• What the exercise asks:
Print back every record below, exactly as it stands.

Records drawn from a dataset:
=== Begin Enclosure ===
//! The worker pool: records, stats, handles, and their timers.

use std::collections::{BTreeMap, HashMap};
use std::net::{Ipv4Addr, SocketAddr};
use std::time::Duration;

use tokio::sync::mpsc;
use tokio::task::JoinHandle;
use tokio::time::Instant;
use tracing::{debug, error, info, warn};

use forkgrid_core::config::ClusterConfig;
use forkgrid_core::{
    Backend, ClusterError, MasterMessage, WorkerExit, WorkerId, WorkerMessage, WorkerRecord,
    WorkerStats, WorkerStatus,
};
use forkgrid_metrics::MetricsCollector;

use crate::backoff::{RestartHistory, RestartPolicy};
use crate::error::{PoolError, PoolResult};
use crate::event::{PoolEvent, PoolEventReceiver, PoolEventSender};
use crate::spawner::{Spawner, WorkerHandle};

/// Timing and sizing knobs of the pool.
#[derive(Debug, Clone, Copy, PartialEq)]
pub struct PoolSettings {
    pub start_timeout: Duration,
    pub grace_period: Duration,
    pub restart: RestartPolicy,
    /// A clean, unrequested exit is only replaced below this size.
    pub min_workers: u32,
}

impl PoolSettings {
    pub fn from_config(config: &ClusterConfig) -> Self {
        Self {
            start_timeout: config.pool.start_timeout,
            grace_period: config.pool.grace_period,
            restart: RestartPolicy::from_config(&config.pool),
            min_workers: config.thresholds.min_workers,
        }
    }
}

impl Default for PoolSettings {
    fn default() -> Self {
        Self::from_config(&ClusterConfig::default())
    }
}

struct Slot {
    record: WorkerRecord,
    handle: WorkerHandle,
    history: RestartHistory,
    /// Known once the worker reports `ready`.
    addr: Option<SocketAddr>,
    start_timer: Option<JoinHandle<()>>,
    grace_timer: Option<JoinHandle<()>>,
}

impl Slot {
    fn cancel_timers(&mut self) {
        if let Some(t) = self.start_timer.take() {
            t.abort();
        }
        if let Some(t) = self.grace_timer.take() {
            t.abort();
        }
    }
}

struct PendingRespawn {
    timer: JoinHandle<()>,
    history: RestartHistory,
}

/// Supervises worker processes.
///
/// Invariant: every tracked worker has exactly one record and one stats
/// entry; both are inserted and removed within the same call.
pub struct WorkerPool<S> {
    spawner: S,
    settings: PoolSettings,
    slots: BTreeMap<WorkerId, Slot>,
    metrics: MetricsCollector,
    /// Killed workers removed from the books, still owed an exit event.
    retired: HashMap<WorkerId, WorkerHandle>,
    /// Delayed respawns, keyed by the worker they replace.
    pending: HashMap<WorkerId, PendingRespawn>,
    next_id: WorkerId,
    events: PoolEventSender,
    accepting: bool,
}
=== End Enclosure ===
• Result:
//! The worker pool: records, stats, handles, and their timers.

use std::collections::{BTreeMap, HashMap};
use std::net::{Ipv4Addr, SocketAddr};
use std::time::Duration;

use tokio::sync::mpsc;
use tokio::task::JoinHandle;
use tokio::time::Instant;
use tracing::{debug, error, info, warn};

use forkgrid_core::config::ClusterConfig;
use forkgrid_core::{
    Backend, ClusterError, MasterMessage, WorkerExit, WorkerId, WorkerMessage, WorkerRecord,
    WorkerStats, WorkerStatus,
};
use forkgrid_metrics::MetricsCollector;

use crate::backoff::{RestartHistory, RestartPolicy};
use crate::error::{PoolError, PoolResult};
use crate::event::{PoolEvent, PoolEventReceiver, PoolEventSender};
use crate::spawner::{Spawner, WorkerHandle};

/// Timing and sizing knobs of the pool.
#[derive(Debug, Clone, Copy, PartialEq)]
pub struct PoolSettings {
    pub start_timeout: Duration,
    pub grace_period: Duration,
    pub restart: RestartPolicy,
    /// A clean, unrequested exit is only replaced below this size.
    pub min_workers: u32,
}

impl PoolSettings {
    pub fn from_config(config: &ClusterConfig) -> Self {
        Self {
            start_timeout: config.pool.start_timeout,
            grace_period: config.pool.grace_period,
            restart: RestartPolicy::from_config(&config.pool),
            min_workers: config.thresholds.min_workers,
        }
    }
}

impl Default for PoolSettings {
    fn default() -> Self {
        Self::from_config(&ClusterConfig::default())
    }
}

struct Slot {
    record: WorkerRecord,
    handle: WorkerHandle,
    history: RestartHistory,
    /// Known once the worker reports `ready`.
    addr: Option<SocketAddr>,
    start_timer: Option<JoinHandle<()>>,
    grace_timer: Option<JoinHandle<()>>,
}

impl Slot {
    fn cancel_timers(&mut self) {
        if let Some(t) = self.start_timer.take() {
            t.abort();
        }
        if let Some(t) = self.grace_timer.take() {
            t.abort();
        }
    }
}

struct PendingRespawn {
    timer: JoinHandle<()>,
    history: RestartHistory,
}

/// Supervises worker processes.
///
/// Invariant: every tracked worker has exactly one record and one stats
/// entry; both are inserted and removed within the same call.
pub struct WorkerPool<S> {
    spawner: S,
    settings: PoolSettings,
    slots: BTreeMap<WorkerId, Slot>,
    metrics: MetricsCollector,
    /// Killed workers removed from the books, still owed an exit event.
    retired: HashMap<WorkerId, WorkerHandle>,
    /// Delayed respawns, keyed by the worker they replace.
    pending: HashMap<WorkerId, PendingRespawn>,
    next_id: WorkerId,
    events: PoolEventSender,
    accepting: bool,
}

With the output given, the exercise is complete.